In the copse inside the fence there were two gnomes carved in wood. That was how the place justified its status as Fairytale Land.
‘Look, tompen!’ Heidi shouted. Tompen, or in correct Swedish tomten, was a gnome.
She had been fixated on gnomes for quite a time. Well into spring she had pointed to the veranda where the gnome had appeared on Christmas Eve and said ‘Tompen’s coming,’ and when she played with one of the presents he had given her she always stated first of all where it had come from.

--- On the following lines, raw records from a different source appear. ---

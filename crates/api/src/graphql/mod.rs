//! GraphQL layer: schema construction and the `/graphql` endpoint.
//!
//! The schema holds the [`RawgClient`] as context data, so every resolver
//! reaches upstream through the same injected transport.

pub mod query;
pub mod types;

use std::sync::Arc;

use async_graphql::http::GraphiQLSource;
use async_graphql::{EmptyMutation, EmptySubscription, Schema};
use async_graphql_axum::{GraphQLRequest, GraphQLResponse};
use axum::extract::State;
use axum::response::{Html, IntoResponse};
use axum::routing::get;
use axum::Router;

use catalog_rawg::RawgClient;

use crate::state::AppState;
use query::QueryRoot;

/// The gateway's executable GraphQL schema type.
pub type CatalogSchema = Schema<QueryRoot, EmptyMutation, EmptySubscription>;

/// Build the schema with the RAWG client available to resolvers.
pub fn build_schema(client: Arc<RawgClient>) -> CatalogSchema {
    Schema::build(QueryRoot, EmptyMutation, EmptySubscription)
        .data(client)
        .finish()
}

/// POST /graphql -- execute a query.
async fn graphql_handler(State(state): State<AppState>, req: GraphQLRequest) -> GraphQLResponse {
    state.schema.execute(req.into_inner()).await.into()
}

/// GET /graphql -- interactive GraphiQL playground.
async fn graphiql() -> impl IntoResponse {
    Html(GraphiQLSource::build().endpoint("/graphql").finish())
}

/// Mount the GraphQL routes.
pub fn router() -> Router<AppState> {
    Router::new().route("/graphql", get(graphiql).post(graphql_handler))
}
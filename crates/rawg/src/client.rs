//! HTTP client for the RAWG REST endpoints.
//!
//! [`RawgClient`] owns URL construction and response decoding for the three
//! endpoints the gateway uses (`games`, `games/<id>`, `platforms`).  Every
//! call issues exactly one GET through the injected [`HttpFetch`]
//! implementation -- no retries, no caching.

use std::sync::Arc;

use async_trait::async_trait;
use chrono::NaiveDate;

use crate::models::{Game, Page, Platform};

/// Default production base URL for the RAWG API.
pub const DEFAULT_BASE_URL: &str = "https://api.rawg.io/api";

/// Issue a single HTTP GET and return the response body.
///
/// The production implementation is [`ReqwestFetch`]; tests substitute
/// doubles that replay canned bodies or errors without touching the network.
#[async_trait]
pub trait HttpFetch: Send + Sync {
    /// GET `url` and return the body text of a 2xx response.
    async fn get(&self, url: &str) -> Result<String, RawgError>;
}

/// [`HttpFetch`] backed by a [`reqwest::Client`].
///
/// The inner client pools connections, so one instance is shared across all
/// upstream calls for the life of the process.
#[derive(Default)]
pub struct ReqwestFetch {
    client: reqwest::Client,
}

impl ReqwestFetch {
    pub fn new() -> Self {
        Self {
            client: reqwest::Client::new(),
        }
    }
}

#[async_trait]
impl HttpFetch for ReqwestFetch {
    async fn get(&self, url: &str) -> Result<String, RawgError> {
        let response = self.client.get(url).send().await?;

        let status = response.status();
        if !status.is_success() {
            let body = response
                .text()
                .await
                .unwrap_or_else(|_| "<unreadable body>".to_string());
            return Err(RawgError::Status {
                status: status.as_u16(),
                body,
            });
        }

        Ok(response.text().await?)
    }
}

/// Errors from the RAWG client layer.
#[derive(Debug, thiserror::Error)]
pub enum RawgError {
    /// The HTTP request itself failed (network, DNS, TLS, etc.).
    #[error("HTTP request failed: {0}")]
    Request(#[from] reqwest::Error),

    /// RAWG returned a non-2xx status code.
    #[error("RAWG API error ({status}): {body}")]
    Status {
        /// HTTP status code.
        status: u16,
        /// Raw response body for debugging.
        body: String,
    },

    /// The response body did not match the expected shape.
    #[error("Failed to decode RAWG response: {0}")]
    Decode(#[from] serde_json::Error),
}

/// Optional parameters for the `games` list endpoint.
#[derive(Debug, Clone, Copy, Default)]
pub struct GamesQuery {
    /// Upstream `page_size` parameter.  `None` omits it, leaving the result
    /// count to the upstream default.
    pub page_size: Option<i32>,
    /// Release window, sent as `dates=<start>,<end>`.
    pub dates: Option<(NaiveDate, NaiveDate)>,
}

/// Typed client for the RAWG REST API.
pub struct RawgClient {
    fetch: Arc<dyn HttpFetch>,
    base_url: String,
    api_key: String,
}

impl RawgClient {
    /// Create a client for the given base URL and API key.
    ///
    /// * `fetch`    - transport used for every GET.
    /// * `base_url` - e.g. [`DEFAULT_BASE_URL`], without a trailing slash.
    /// * `api_key`  - RAWG credential, sent as the `key` query parameter.
    pub fn new(
        fetch: Arc<dyn HttpFetch>,
        base_url: impl Into<String>,
        api_key: impl Into<String>,
    ) -> Self {
        Self {
            fetch,
            base_url: base_url.into(),
            api_key: api_key.into(),
        }
    }

    /// List games.  GET `games?key=<k>[&page_size=<n>][&dates=<start>,<end>]`.
    ///
    /// Results come back in upstream order.
    pub async fn list_games(&self, query: GamesQuery) -> Result<Vec<Game>, RawgError> {
        let mut url = format!("{}/games?key={}", self.base_url, self.api_key);
        if let Some(page_size) = query.page_size {
            url.push_str(&format!("&page_size={page_size}"));
        }
        if let Some((start, end)) = query.dates {
            url.push_str(&format!("&dates={start},{end}"));
        }

        tracing::debug!(endpoint = "games", "Requesting RAWG");
        let body = self.fetch.get(&url).await?;
        let page: Page<Game> = serde_json::from_str(&body)?;
        Ok(page.results)
    }

    /// Fetch one game by id.  GET `games/<id>?key=<k>`.
    ///
    /// An unknown id surfaces as [`RawgError::Status`] with whatever status
    /// upstream answered; the gateway does not translate it.
    pub async fn get_game(&self, id: i32) -> Result<Game, RawgError> {
        let url = format!("{}/games/{}?key={}", self.base_url, id, self.api_key);

        tracing::debug!(endpoint = "games/<id>", id, "Requesting RAWG");
        let body = self.fetch.get(&url).await?;
        Ok(serde_json::from_str(&body)?)
    }

    /// List platforms.  GET `platforms?key=<k>`.
    pub async fn list_platforms(&self) -> Result<Vec<Platform>, RawgError> {
        let url = format!("{}/platforms?key={}", self.base_url, self.api_key);

        tracing::debug!(endpoint = "platforms", "Requesting RAWG");
        let body = self.fetch.get(&url).await?;
        let page: Page<Platform> = serde_json::from_str(&body)?;
        Ok(page.results)
    }
}
/// Server configuration loaded from environment variables.
///
/// Everything except the RAWG credential has a default suitable for local
/// development.  In production, override via environment variables.
#[derive(Debug, Clone)]
pub struct ServerConfig {
    /// Bind address (default: `0.0.0.0`).
    pub host: String,
    /// Bind port (default: `4000`).
    pub port: u16,
    /// Allowed CORS origins, parsed from comma-separated `CORS_ORIGINS` env var.
    pub cors_origins: Vec<String>,
    /// Inbound HTTP request timeout in seconds (default: `30`).
    pub request_timeout_secs: u64,
    /// RAWG API credential, sent as the `key` query parameter on every
    /// upstream call.  Required; validity is only checked by upstream.
    pub rawg_api_key: String,
    /// Base URL of the RAWG API.
    pub rawg_base_url: String,
}

impl ServerConfig {
    /// Load configuration from environment variables with defaults.
    ///
    /// | Env Var                | Default                     |
    /// |------------------------|-----------------------------|
    /// | `HOST`                 | `0.0.0.0`                   |
    /// | `PORT`                 | `4000`                      |
    /// | `CORS_ORIGINS`         | `http://localhost:5173`     |
    /// | `REQUEST_TIMEOUT_SECS` | `30`                        |
    /// | `RAWG_API_KEY`         | -- (required)               |
    /// | `RAWG_BASE_URL`        | `https://api.rawg.io/api`   |
    pub fn from_env() -> Self {
        let host = std::env::var("HOST").unwrap_or_else(|_| "0.0.0.0".into());

        let port: u16 = std::env::var("PORT")
            .unwrap_or_else(|_| "4000".into())
            .parse()
            .expect("PORT must be a valid u16");

        let cors_origins: Vec<String> = std::env::var("CORS_ORIGINS")
            .unwrap_or_else(|_| "http://localhost:5173".into())
            .split(',')
            .map(|s| s.trim().to_string())
            .filter(|s| !s.is_empty())
            .collect();

        let request_timeout_secs: u64 = std::env::var("REQUEST_TIMEOUT_SECS")
            .unwrap_or_else(|_| "30".into())
            .parse()
            .expect("REQUEST_TIMEOUT_SECS must be a valid u64");

        let rawg_api_key = std::env::var("RAWG_API_KEY").expect("RAWG_API_KEY must be set");

        let rawg_base_url = std::env::var("RAWG_BASE_URL")
            .unwrap_or_else(|_| catalog_rawg::DEFAULT_BASE_URL.into());

        Self {
            host,
            port,
            cors_origins,
            request_timeout_secs,
            rawg_api_key,
            rawg_base_url,
        }
    }
}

What sort of status he had for her, however, was not easy to say, because when she spotted the gnome outfit in my wardrobe after Christmas she wasn’t in the least bit surprised or upset. We hadn’t said a word; she just pointed and shouted ‘Tompen’ as if that was where he changed his clothes, and when we met the old tramp with the white beard who hung around in the square outside our house she would stand up in the buggy and shout ‘Tompen’ at the top of her lungs.
I leaned forward and kissed her chubby cheek.
‘No kisses!’ she said.
I laughed.
‘Can I kiss you then, Vanja?’
‘No!’ Vanja said.
A meagre though regular stream of people flowed past us, most wearing summery clothes — shorts, T-shirts and sandals — some in jogging pants and trainers, a striking number of them fat, almost none well dressed.